»»

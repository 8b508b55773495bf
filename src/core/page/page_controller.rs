// Page controller - owns the form state and drives one extraction at a time.
//
// State machine: idle -> submitting -> (success | failure) -> idle.
// The loading flag is the only guard; there is no request queue.
//
// NO terminal or HTTP dependencies here.

use crate::core::export::{build_export, ExportError, ExportSink};
use crate::core::extraction::{DriveFile, ExtractionClient};
use std::path::PathBuf;
use tokio::sync::RwLock;

pub const BLANK_INPUT_ERROR: &str = "Please enter a Google Drive folder link.";
pub const FALLBACK_ERROR: &str = "Failed to extract folder.";

/// Everything the page shows. Cloned out for rendering.
#[derive(Debug, Clone, Default, PartialEq, Eq)]
pub struct PageSnapshot {
    pub loading: bool,
    pub error: String,
    pub files: Vec<DriveFile>,
    pub folder_id: Option<String>,
    pub info_message: String,
}

impl PageSnapshot {
    /// Export is only offered once there is something to export.
    pub fn can_export(&self) -> bool {
        !self.files.is_empty()
    }

    fn clear_results(&mut self) {
        self.files.clear();
        self.folder_id = None;
        self.info_message.clear();
    }
}

#[derive(Debug, Clone, PartialEq, Eq)]
pub enum SubmitOutcome {
    /// A request was already in flight; nothing happened.
    Ignored,
    /// Blank input; no request was sent.
    Rejected,
    Extracted { file_count: usize },
    /// The error is on the page.
    Failed,
}

#[derive(Debug, Clone, PartialEq, Eq)]
pub enum ExportOutcome {
    /// No results yet.
    Disabled,
    Saved(PathBuf),
}

pub struct PageController<C: ExtractionClient, S: ExportSink> {
    client: C,
    export_sink: S,
    state: RwLock<PageSnapshot>,
}

impl<C: ExtractionClient, S: ExportSink> PageController<C, S> {
    pub fn new(client: C, export_sink: S) -> Self {
        Self {
            client,
            export_sink,
            state: RwLock::new(PageSnapshot::default()),
        }
    }

    pub async fn snapshot(&self) -> PageSnapshot {
        self.state.read().await.clone()
    }

    /// Submit the folder field.
    ///
    /// The busy check and the switch into `loading` happen under one write
    /// lock, so concurrent callers can never both reach the client. The lock
    /// is released before the request is awaited.
    pub async fn submit(&self, input: &str) -> SubmitOutcome {
        let trimmed = input.trim().to_string();
        {
            let mut state = self.state.write().await;
            if state.loading {
                tracing::debug!("Submission ignored, extraction already in progress");
                return SubmitOutcome::Ignored;
            }

            if trimmed.is_empty() {
                state.error = BLANK_INPUT_ERROR.to_string();
                state.clear_results();
                return SubmitOutcome::Rejected;
            }

            state.loading = true;
            state.error.clear();
            state.clear_results();
        }

        tracing::info!(folder = %trimmed, "Extracting folder");
        let result = self.client.extract(&trimmed).await;

        let mut state = self.state.write().await;
        state.loading = false;
        match result {
            Ok(response) => {
                let file_count = response.files.len();
                tracing::info!(
                    folder_id = %response.folder_id,
                    source = ?response.source,
                    file_count,
                    "Extraction finished"
                );
                state.files = response.files;
                state.folder_id = Some(response.folder_id);
                state.info_message = response.message.unwrap_or_default();
                SubmitOutcome::Extracted { file_count }
            }
            Err(e) => {
                tracing::warn!(code = ?e.code(), "Extraction failed: {}", e);
                let message = e.to_string();
                state.error = if message.trim().is_empty() {
                    FALLBACK_ERROR.to_string()
                } else {
                    message
                };
                state.clear_results();
                SubmitOutcome::Failed
            }
        }
    }

    /// Export the current result set. Never touches the network.
    pub async fn export(&self) -> Result<ExportOutcome, ExportError> {
        let document = {
            let state = self.state.read().await;
            match build_export(&state.files) {
                Some(document) => document,
                None => return Ok(ExportOutcome::Disabled),
            }
        };

        let path = self.export_sink.save(&document).await?;
        tracing::info!(path = %path.display(), "Exported file list");
        Ok(ExportOutcome::Saved(path))
    }
}
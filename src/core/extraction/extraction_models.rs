use serde::{Deserialize, Serialize};

/// MIME type Drive reports for folder objects.
pub const FOLDER_MIME_TYPE: &str = "application/vnd.google-apps.folder";

/// One file (or sub-folder) returned by the extraction service.
#[derive(Debug, Clone, PartialEq, Eq, Serialize, Deserialize)]
#[serde(rename_all = "camelCase")]
pub struct DriveFile {
    pub id: String,
    /// Display name. Can be missing, or be the raw Drive ID when the
    /// service could not resolve a real file name.
    #[serde(default)]
    pub name: String,
    pub mime_type: String,
    pub view_url: String,
    pub download_url: String,
}

impl DriveFile {
    pub fn is_folder(&self) -> bool {
        self.mime_type == FOLDER_MIME_TYPE
    }
}

/// Where the listing came from. The service only lists public folders today.
#[derive(Debug, Clone, Copy, PartialEq, Eq, Serialize, Deserialize, Default)]
#[serde(rename_all = "lowercase")]
pub enum ExtractSource {
    #[default]
    Public,
    #[serde(other)]
    Unknown,
}

/// Successful response body of `POST /api/extract`.
#[derive(Debug, Clone, PartialEq, Eq, Serialize, Deserialize)]
#[serde(rename_all = "camelCase")]
pub struct ExtractFilesResponse {
    pub folder_id: String,
    #[serde(default)]
    pub source: ExtractSource,
    #[serde(default)]
    pub files: Vec<DriveFile>,
    #[serde(default, skip_serializing_if = "Option::is_none")]
    pub message: Option<String>,
}

/// Error codes the service reports. The UI shows the message only.
#[derive(Debug, Clone, Copy, PartialEq, Eq, Serialize, Deserialize, Default)]
#[serde(rename_all = "SCREAMING_SNAKE_CASE")]
pub enum ExtractErrorCode {
    InvalidFolderUrl,
    FolderNotFound,
    InternalError,
    #[default]
    #[serde(other)]
    Unknown,
}

/// Only the presence of `error` matters; every field inside it is optional.
#[derive(Debug, Clone, PartialEq, Serialize, Deserialize)]
pub struct ErrorDetail {
    #[serde(default)]
    pub code: ExtractErrorCode,
    #[serde(default)]
    pub message: Option<String>,
    #[serde(default, skip_serializing_if = "Option::is_none")]
    pub details: Option<serde_json::Value>,
}

/// Failure response body: `{ "error": { code, message, details? } }`.
#[derive(Debug, Clone, PartialEq, Serialize, Deserialize)]
pub struct ErrorResponseBody {
    pub error: ErrorDetail,
}

#[cfg(test)]
mod tests {
    use super::*;

    #[test]
    fn test_success_body_uses_camel_case() {
        let body = r#"{
            "folderId": "ABC123",
            "source": "public",
            "files": [{
                "id": "1",
                "name": "report.pdf",
                "mimeType": "application/pdf",
                "viewUrl": "https://drive.google.com/file/d/1/view",
                "downloadUrl": "https://drive.google.com/uc?id=1&export=download"
            }]
        }"#;

        let parsed: ExtractFilesResponse = serde_json::from_str(body).unwrap();
        assert_eq!(parsed.folder_id, "ABC123");
        assert_eq!(parsed.source, ExtractSource::Public);
        assert_eq!(parsed.files.len(), 1);
        assert_eq!(parsed.files[0].mime_type, "application/pdf");
        assert_eq!(parsed.message, None);
    }

    #[test]
    fn test_missing_name_and_files_default_to_empty() {
        let parsed: ExtractFilesResponse =
            serde_json::from_str(r#"{"folderId":"X","message":"Folder is empty"}"#).unwrap();
        assert!(parsed.files.is_empty());
        assert_eq!(parsed.message.as_deref(), Some("Folder is empty"));

        let file: DriveFile = serde_json::from_str(
            r#"{"id":"1","mimeType":"image/png","viewUrl":"v","downloadUrl":"d"}"#,
        )
        .unwrap();
        assert_eq!(file.name, "");
    }

    #[test]
    fn test_error_codes() {
        let body: ErrorResponseBody = serde_json::from_str(
            r#"{"error":{"code":"FOLDER_NOT_FOUND","message":"Folder not found"}}"#,
        )
        .unwrap();
        assert_eq!(body.error.code, ExtractErrorCode::FolderNotFound);
        assert_eq!(body.error.message.as_deref(), Some("Folder not found"));
        assert!(body.error.details.is_none());

        let unknown: ErrorResponseBody = serde_json::from_str(
            r#"{"error":{"code":"RATE_LIMITED","message":"Slow down","details":{"retry":5}}}"#,
        )
        .unwrap();
        assert_eq!(unknown.error.code, ExtractErrorCode::Unknown);
        assert!(unknown.error.details.is_some());
    }

    #[test]
    fn test_error_fields_are_optional() {
        let no_code: ErrorResponseBody =
            serde_json::from_str(r#"{"error":{"message":"Folder not found"}}"#).unwrap();
        assert_eq!(no_code.error.code, ExtractErrorCode::Unknown);
        assert_eq!(no_code.error.message.as_deref(), Some("Folder not found"));

        let null_message: ErrorResponseBody =
            serde_json::from_str(r#"{"error":{"code":"FOLDER_NOT_FOUND","message":null}}"#)
                .unwrap();
        assert_eq!(null_message.error.message, None);

        let empty: ErrorResponseBody = serde_json::from_str(r#"{"error":{}}"#).unwrap();
        assert_eq!(empty.error.code, ExtractErrorCode::Unknown);
    }

    #[test]
    fn test_is_folder() {
        let mut file = DriveFile {
            id: "1".to_string(),
            name: "Photos".to_string(),
            mime_type: FOLDER_MIME_TYPE.to_string(),
            view_url: String::new(),
            download_url: String::new(),
        };
        assert!(file.is_folder());
        file.mime_type = "image/png".to_string();
        assert!(!file.is_folder());
    }
}
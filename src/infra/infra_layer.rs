// The infra module contains implementations of core traits.
// Each feature implementation goes in its own submodule.

#[path = "extraction/mod.rs"]
pub mod extraction;

#[path = "export/mod.rs"]
pub mod export;

#[path = "clipboard/mod.rs"]
pub mod clipboard;
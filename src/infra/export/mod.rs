pub mod file_export_sink;

pub use file_export_sink::FileExportSink;
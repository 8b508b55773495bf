use async_trait::async_trait;
use std::path::PathBuf;

use crate::core::export::{ExportDocument, ExportError, ExportSink};

/// Writes export documents into a directory, the terminal stand-in for a
/// browser download. An existing file with the same name is replaced.
pub struct FileExportSink {
    dir: PathBuf,
}

impl FileExportSink {
    pub fn new(dir: impl Into<PathBuf>) -> Self {
        Self { dir: dir.into() }
    }
}

#[async_trait]
impl ExportSink for FileExportSink {
    async fn save(&self, document: &ExportDocument) -> Result<PathBuf, ExportError> {
        tokio::fs::create_dir_all(&self.dir)
            .await
            .map_err(|e| ExportError::Write(e.to_string()))?;

        let path = self.dir.join(document.file_name);
        tokio::fs::write(&path, document.contents.as_bytes())
            .await
            .map_err(|e| ExportError::Write(format!("{}: {}", path.display(), e)))?;

        tracing::debug!(mime_type = document.mime_type, "Wrote export document");
        Ok(path)
    }
}
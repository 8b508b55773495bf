// OSC 52 clipboard.
//
// Most terminal emulators (and tmux with `set-clipboard on`) accept
// `ESC ] 52 ; c ; <base64> BEL` and put the payload on the system clipboard.
// It also works over SSH, where no local clipboard API is reachable.

use async_trait::async_trait;
use base64::engine::general_purpose::STANDARD;
use base64::Engine;
use std::io::Write;
use std::sync::Mutex;

use crate::core::links::{ClipboardError, ClipboardWriter};

pub struct Osc52Clipboard<W: Write + Send> {
    out: Mutex<W>,
}

impl Osc52Clipboard<std::io::Stdout> {
    pub fn stdout() -> Self {
        Self::new(std::io::stdout())
    }
}

impl<W: Write + Send> Osc52Clipboard<W> {
    pub fn new(out: W) -> Self {
        Self {
            out: Mutex::new(out),
        }
    }

    fn sequence(text: &str) -> String {
        format!("\x1b]52;c;{}\x07", STANDARD.encode(text))
    }
}

#[async_trait]
impl<W: Write + Send> ClipboardWriter for Osc52Clipboard<W> {
    async fn write_text(&self, text: &str) -> Result<(), ClipboardError> {
        let mut out = self
            .out
            .lock()
            .map_err(|e| ClipboardError::Unavailable(e.to_string()))?;
        out.write_all(Self::sequence(text).as_bytes())
            .and_then(|_| out.flush())
            .map_err(|e| ClipboardError::Unavailable(e.to_string()))
    }
}
pub mod page_controller;

pub use page_controller::{ExportOutcome, PageController, PageSnapshot, SubmitOutcome};
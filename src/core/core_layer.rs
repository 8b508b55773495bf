// The core module contains all business logic.
// Each feature gets its own submodule.

#[path = "extraction/mod.rs"]
pub mod extraction;

#[path = "file_list/mod.rs"]
pub mod file_list;

#[path = "export/mod.rs"]
pub mod export;

#[path = "links/mod.rs"]
pub mod links;

#[path = "page/mod.rs"]
pub mod page;
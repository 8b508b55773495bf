// Terminal commands.
//
// Each input line is either a page action (export, view/copy a row, ...) or
// the folder link itself. Anything that isn't a known action is submitted.

use thiserror::Error;

#[derive(Debug, Clone, PartialEq, Eq)]
pub enum Command {
    Help,
    Quit,
    /// Re-render the current page.
    List,
    Export,
    /// Show a file's view link (1-based row number).
    View(usize),
    /// Copy a file's view link to the clipboard.
    Copy(usize),
    /// Show a file's direct download link.
    Download(usize),
    /// Submit the folder field with this text (may be blank).
    Submit(String),
}

#[derive(Debug, Error, PartialEq, Eq)]
pub enum CommandError {
    #[error("`{0}` needs a row number, e.g. `{0} 1`")]
    MissingRow(&'static str),
    #[error("`{0}` is not a valid row number")]
    BadRow(String),
}

pub const HELP_TEXT: &str = "\
Paste a folder link or ID and press Enter to extract it.

Commands:
  view N       show the view link of file N
  copy N       copy the view link of file N to the clipboard
  download N   show the direct download link of file N
  export       save the list as drive-files.xls
  list         show the current page again
  help         show this help
  quit         exit";

fn parse_row(name: &'static str, arg: Option<&str>) -> Result<usize, CommandError> {
    let arg = arg.ok_or(CommandError::MissingRow(name))?;
    match arg.parse::<usize>() {
        Ok(n) if n > 0 => Ok(n),
        _ => Err(CommandError::BadRow(arg.to_string())),
    }
}

pub fn parse_command(line: &str) -> Result<Command, CommandError> {
    let mut words = line.split_whitespace();
    let head = words.next().unwrap_or("");
    let arg = words.next();
    let extra = words.next().is_some();

    let command = match (head.to_ascii_lowercase().as_str(), extra) {
        ("help" | "?", false) if arg.is_none() => Command::Help,
        ("quit" | "exit", false) if arg.is_none() => Command::Quit,
        ("list", false) if arg.is_none() => Command::List,
        ("export", false) if arg.is_none() => Command::Export,
        ("view", false) => Command::View(parse_row("view", arg)?),
        ("copy", false) => Command::Copy(parse_row("copy", arg)?),
        ("download", false) => Command::Download(parse_row("download", arg)?),
        _ => Command::Submit(line.to_string()),
    };
    Ok(command)
}

#[cfg(test)]
mod tests {
    use super::*;

    #[test]
    fn test_actions() {
        assert_eq!(parse_command("help"), Ok(Command::Help));
        assert_eq!(parse_command("  EXIT "), Ok(Command::Quit));
        assert_eq!(parse_command("export"), Ok(Command::Export));
        assert_eq!(parse_command("list"), Ok(Command::List));
        assert_eq!(parse_command("view 3"), Ok(Command::View(3)));
        assert_eq!(parse_command("copy 1"), Ok(Command::Copy(1)));
        assert_eq!(parse_command("download 12"), Ok(Command::Download(12)));
    }

    #[test]
    fn test_bad_row_numbers() {
        assert_eq!(parse_command("view"), Err(CommandError::MissingRow("view")));
        assert_eq!(
            parse_command("copy 0"),
            Err(CommandError::BadRow("0".to_string()))
        );
        assert_eq!(
            parse_command("download x"),
            Err(CommandError::BadRow("x".to_string()))
        );
    }

    #[test]
    fn test_everything_else_is_submitted() {
        assert_eq!(
            parse_command("https://drive.google.com/drive/folders/ABC123"),
            Ok(Command::Submit(
                "https://drive.google.com/drive/folders/ABC123".to_string()
            ))
        );
        assert_eq!(parse_command(""), Ok(Command::Submit(String::new())));
        assert_eq!(parse_command("   "), Ok(Command::Submit("   ".to_string())));
        // Extra words mean it's not an action
        assert_eq!(
            parse_command("view 1 2"),
            Ok(Command::Submit("view 1 2".to_string()))
        );
        assert_eq!(
            parse_command("export now"),
            Ok(Command::Submit("export now".to_string()))
        );
    }
}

««

Task prompt:
Copy out each line of the listing that holds the string "bool".

Your solution:
    pub loading: bool,
    pub fn can_export(&self) -> bool {
    pub fn is_folder(&self) -> bool {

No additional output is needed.